ACTION ITEM: Please reproduce the following records exactly as they appear.

Saved data entries:
== == ==

//! # strata-core
//!
//! Schema declarations and a composable SQL expression tree for Postgres.
//!
//! This crate provides:
//! - [`sql::Block`], a flat list of raw SQL and bound parameters that renders
//!   to `$n`-numbered query text
//! - Comparison helpers that always parenthesize, so nested conditions
//!   compose without precedence surprises
//! - Table, constraint and index declarations that are validated when they
//!   are built
//! - [`describe::Description`], the serializable snapshot the migration
//!   tooling diffs
//!
//! ## Building expressions
//!
//! ```rust
//! use strata_core::sql::comp::and_;
//! use strata_core::sql::{col, Comparable, SqlValue};
//!
//! let (sql, params) = and_([col("col").eq(5), col("other").eq(6)]).render();
//! assert_eq!(sql, "( ( col = $1 ) AND ( other = $2 ) )");
//! assert_eq!(params, vec![SqlValue::Int(5), SqlValue::Int(6)]);
//! ```
//!
//! ## SQL Injection Prevention
//!
//! Anything that is not explicitly marked raw with [`sql::r`] becomes a
//! parameter:
//!
//! ```rust
//! use strata_core::sql::{col, Comparable, SqlValue};
//!
//! let user_input = "'; DROP TABLE users; --";
//! let (sql, params) = col("name").eq(user_input).render();
//! assert_eq!(sql, "( name = $1 )");
//! assert_eq!(params, vec![SqlValue::Text(String::from(user_input))]);
//! ```
//!
//! ## Declaring a schema
//!
//! ```rust
//! use strata_core::schema::{Field, Index, Schema, TableDef};
//!
//! let users = TableDef::builder("users")
//!     .field(Field::new("id", "SERIAL").not_null())
//!     .field(Field::new("email", "TEXT").not_null())
//!     .primary_key(&["id"])
//!     .build()?;
//! let schema = Schema::builder()
//!     .table(users)
//!     .index(Index::btree("users", &["email"])?)
//!     .build()?;
//! assert_eq!(schema.describe().tables.len(), 1);
//! # Ok::<(), strata_core::error::SchemaError>(())
//! ```

pub mod describe;
pub mod error;
pub mod schema;
pub mod sql;

pub use describe::Description;
pub use error::{SchemaError, SqlError};
pub use schema::{Schema, Table, TableDef};
pub use sql::{col, Block, Column, Comparable};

== == ==

OUTPUT:
//! # strata-core
//!
//! Schema declarations and a composable SQL expression tree for Postgres.
//!
//! This crate provides:
//! - [`sql::Block`], a flat list of raw SQL and bound parameters that renders
//!   to `$n`-numbered query text
//! - Comparison helpers that always parenthesize, so nested conditions
//!   compose without precedence surprises
//! - Table, constraint and index declarations that are validated when they
//!   are built
//! - [`describe::Description`], the serializable snapshot the migration
//!   tooling diffs
//!
//! ## Building expressions
//!
//! ```rust
//! use strata_core::sql::comp::and_;
//! use strata_core::sql::{col, Comparable, SqlValue};
//!
//! let (sql, params) = and_([col("col").eq(5), col("other").eq(6)]).render();
//! assert_eq!(sql, "( ( col = $1 ) AND ( other = $2 ) )");
//! assert_eq!(params, vec![SqlValue::Int(5), SqlValue::Int(6)]);
//! ```
//!
//! ## SQL Injection Prevention
//!
//! Anything that is not explicitly marked raw with [`sql::r`] becomes a
//! parameter:
//!
//! ```rust
//! use strata_core::sql::{col, Comparable, SqlValue};
//!
//! let user_input = "'; DROP TABLE users; --";
//! let (sql, params) = col("name").eq(user_input).render();
//! assert_eq!(sql, "( name = $1 )");
//! assert_eq!(params, vec![SqlValue::Text(String::from(user_input))]);
//! ```
//!
//! ## Declaring a schema
//!
//! ```rust
//! use strata_core::schema::{Field, Index, Schema, TableDef};
//!
//! let users = TableDef::builder("users")
//!     .field(Field::new("id", "SERIAL").not_null())
//!     .field(Field::new("email", "TEXT").not_null())
//!     .primary_key(&["id"])
//!     .build()?;
//! let schema = Schema::builder()
//!     .table(users)
//!     .index(Index::btree("users", &["email"])?)
//!     .build()?;
//! assert_eq!(schema.describe().tables.len(), 1);
//! # Ok::<(), strata_core::error::SchemaError>(())
//! ```

pub mod describe;
pub mod error;
pub mod schema;
pub mod sql;

pub use describe::Description;
pub use error::{SchemaError, SqlError};
pub use schema::{Schema, Table, TableDef};
pub use sql::{col, Block, Column, Comparable};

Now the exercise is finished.